Filed under Stadiums

12 responses to “DCC factory crew issues, ELT, CEO….

  1. russandbev

    In light of the fact that the ODT are not allowing comment on their “Culture of Fear” article, and knowing that What if? is regularly consulted by both DCC and ODT staff, it would be worthwhile to point out a number of factors that can be clearly gained by the various reports that are published over recent times.

    Firstly, the relationship between the Mayor and CEO. In any organisation like the DCC the relationship must be based on a “no surprises” basis. Nothing would be hidden that would affect the workings of either Council or the employees of the Council. None of the content of this story should be a surprise to either Cull or Bidrose and so it must be assumed that both agree with the direction and methodologies of the changes that have occurred since Sue Bidrose took over from Paul Orders. Over recent years this key relationship has been interesting to say the least. The kindest thing that could be said of Mayor Chin was that he was asleep at the wheel for most of his tenure. Harland simply filled the vacuum created by this and drove many governance policies. It was Harland who led the harbourside fiasco which was nothing to do with management but should have been a governance issue. This was made easy by the calibre of the Councillors who largely were a sad mix of bone idleness, stupidity and possibly worse. Getting the stadium decision through that lot was easy in retrospect and all it took was the anonymous GOB’s behind the scene to work wonders.

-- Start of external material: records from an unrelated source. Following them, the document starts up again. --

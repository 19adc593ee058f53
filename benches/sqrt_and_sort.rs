use benchcmp::{
    black_box, Benchmark, BenchmarkBuilder, Config, PeakMemAlloc, RawBuffer, RawPtr,
    INSTRUMENTED_SYSTEM,
};

#[global_allocator]
pub static GLOBAL: &PeakMemAlloc<std::alloc::System> = &INSTRUMENTED_SYSTEM;

/// Deterministic pseudo random floats in [0, 1_000_000).
fn random_floats(len: usize, mut seed: u64) -> Vec<f32> {
    (0..len)
        .map(|_| {
            seed = seed.wrapping_mul(6364136223846793005).wrapping_add(1442695040888963407);
            (seed >> 40) as f32 / (1u64 << 24) as f32 * 1_000_000.0
        })
        .collect()
}

fn newton_sqrt(x: f32) -> f32 {
    let mut guess = x / 2.0;
    for _ in 0..15 {
        guess = 0.5 * (guess + x / guess);
    }
    guess
}

fn sqrt(x: &mut f32) -> f32 {
    black_box(*x).sqrt()
}

fn newton(x: &mut f32) -> f32 {
    newton_sqrt(black_box(*x))
}

fn mean_sqrt(values: &mut Vec<f32>) -> f32 {
    values.iter().map(|x| x.sqrt()).sum::<f32>() / values.len() as f32
}

fn mean_newton(values: &mut Vec<f32>) -> f32 {
    values.iter().map(|x| newton_sqrt(*x)).sum::<f32>() / values.len() as f32
}

/// Sorts in place and returns the number of comparisons.
fn std_sort(values: &mut [f32]) -> usize {
    let mut comparisons = 0;
    values.sort_by(|a, b| {
        comparisons += 1;
        a.total_cmp(b)
    });
    comparisons
}

fn selection_sort(values: &mut [f32]) -> usize {
    let mut comparisons = 0;
    for i in 0..values.len() {
        let mut min = i;
        for j in i + 1..values.len() {
            comparisons += 1;
            if values[j] < values[min] {
                min = j;
            }
        }
        values.swap(i, min);
    }
    comparisons
}

fn comparison_diff(reference: &usize, comparisons: &usize) -> i64 {
    *comparisons as i64 - *reference as i64
}

fn main() {
    let config = Config::new();
    let input = random_floats(1, 7)[0];

    println!("\nSimple benchmark\n");
    let mut simple = BenchmarkBuilder::new(1_000_000)
        .config(config.clone())
        .value(sqrt, |a: &f32, b: &f32| a - b, (input,))
        .unwrap();
    simple.insert(newton, "Newton's Method").unwrap();
    simple.run().unwrap();
    simple.print();

    println!("\nContainer benchmark\n");
    let values = random_floats(4096, 42);
    let mut container = BenchmarkBuilder::new(1000)
        .config(config.clone())
        .track_memory(GLOBAL)
        .value(mean_sqrt, |a: &f32, b: &f32| a - b, (values.clone(),))
        .unwrap();
    container.insert(mean_newton, "Newton's Method").unwrap();
    container.run().unwrap();
    container.print();

    println!("\nContainer sort, the input must stay unsorted\n");
    let unsorted = random_floats(512, 1337);
    let mut container_sort = BenchmarkBuilder::new(100)
        .config(config.clone())
        .value(
            |v: &mut Vec<f32>| std_sort(v),
            comparison_diff,
            (unsorted.clone(),),
        )
        .unwrap();
    container_sort
        .insert(|v: &mut Vec<f32>| selection_sort(v), "Selection Sort")
        .unwrap();
    container_sort.run().unwrap();
    container_sort.print();

    println!("\nRaw pointer sort\n");
    let mut raw_sort = Benchmark::new(
        |buffer: &mut RawBuffer<f32>, _: &mut usize| std_sort(buffer),
        comparison_diff,
        100,
        (RawPtr::from_slice(&unsorted), unsorted.len()),
    )
    .unwrap();
    raw_sort
        .insert(
            |buffer: &mut RawBuffer<f32>, len: &mut usize| selection_sort(&mut buffer[..*len]),
            "Selection Sort",
        )
        .unwrap();
    raw_sort.run().unwrap();
    raw_sort.print();
}
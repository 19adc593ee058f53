use super::{check_descriptors, infer_descriptors, ArgDescriptor, ArgSet};
use crate::error::Result;

/// The originally captured arguments together with their descriptors.
///
/// Descriptors are fixed at construction. The plan itself is never handed to a benchmarked
/// function, only the working sets it materializes.
pub struct ArgPlan<A: ArgSet> {
    original: A,
    descriptors: Vec<ArgDescriptor>,
    fresh_copy: bool,
}

impl<A: ArgSet> ArgPlan<A> {
    /// Classifies the arguments by their shapes.
    pub fn new(original: A) -> Result<Self> {
        let descriptors = infer_descriptors(&original.shapes())?;
        Self::with_descriptors(original, descriptors)
    }

    /// Uses explicitly given descriptors, which must fit the argument shapes.
    pub fn with_descriptors(original: A, descriptors: Vec<ArgDescriptor>) -> Result<Self> {
        check_descriptors(&original.shapes(), &descriptors)?;
        original.validate(&descriptors)?;
        let fresh_copy = descriptors.iter().any(ArgDescriptor::needs_fresh_copy);
        Ok(Self {
            original,
            descriptors,
            fresh_copy,
        })
    }

    /// One descriptor per argument position.
    pub fn descriptors(&self) -> &[ArgDescriptor] {
        &self.descriptors
    }

    /// Whether any argument is a container or raw buffer.
    ///
    /// If not, a single working set can be reused across iterations.
    pub fn needs_fresh_copy(&self) -> bool {
        self.fresh_copy
    }

    /// The arguments as passed at construction.
    pub fn original(&self) -> &A {
        &self.original
    }

    /// Produces a working set copied from the original arguments.
    pub fn materialize(&self) -> Result<A::Working> {
        self.original.materialize(&self.descriptors)
    }

    pub(crate) fn restore(&self, working: &mut A::Working) -> Result<()> {
        self.original.restore(&self.descriptors, working)
    }
}

/// Holds the working set of the current iteration.
///
/// The previous working set is dropped before the next one is materialized, so at most one
/// set of copies is alive at any time.
pub(crate) struct WorkingSlot<W> {
    current: Option<W>,
}

impl<W> WorkingSlot<W> {
    pub(crate) fn new() -> Self {
        Self { current: None }
    }

    /// Releases the current working set and materializes a new one.
    pub(crate) fn refill<A: ArgSet<Working = W>>(&mut self, plan: &ArgPlan<A>) -> Result<&mut W> {
        self.current = None;
        let working = plan.materialize()?;
        Ok(self.current.insert(working))
    }

    /// Keeps the current working set, restoring it in place.
    pub(crate) fn reuse<A: ArgSet<Working = W>>(&mut self, plan: &ArgPlan<A>) -> Result<&mut W> {
        match self.current.take() {
            Some(mut working) => {
                plan.restore(&mut working)?;
                Ok(self.current.insert(working))
            }
            None => self.refill(plan),
        }
    }

    pub(crate) fn into_inner(self) -> Option<W> {
        self.current
    }
}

    Secondly, what are the perceived performances of the key players? Jim Harland, known throughout the DCC as Osama Bin Harland earned this name because he was barely seen but caused a lot of destruction when he was. From the moment he arrived he had a very heightened sense of personal entitlement and many tales exist of how this played out. Make no mistake about it, his lack of height was no barrier to making sure he appeared regularly at the trough. His departure when Cull took over was not at all a surprise and it would have been interesting to have been a fly on the wall when Cull and Staynes had their first meetings with Harland. The only pity was that the many examples of things that had happened during Harland’s rule were not actioned more appropriately. But as is the normal case, the perps simply move on to “better things”.

    Paul Orders was way more accessible and full of talent compared to Harland, but he certainly had his hands filled with the huge number of instances of incompetence both at senior Council level and from those sitting round the Council table. Wasn’t all that long before he realised that better things beckoned in his home country. He still had a number of key managers who either had not looked after their portfolios or who were out of their depth. Just how the finances were managed and reported is still a mystery not made any clearer by the departure of Athol Stephens for yet unexplained reasons. There were many very basic things left undone – not the least of which how an organisation could exist without an asset register containing its own cars. There were also the years of ensuring that a few Councillors held down many lucrative CCO chairs and board positions. Some, like Paul Hudson, were eventually exposed for what they were, but remember it was all allowed to happen. Delta went feral and all of the other ORFU shenanigans allowed to happen with simply more millions of ratepayer funds sent down that one-trip toilet.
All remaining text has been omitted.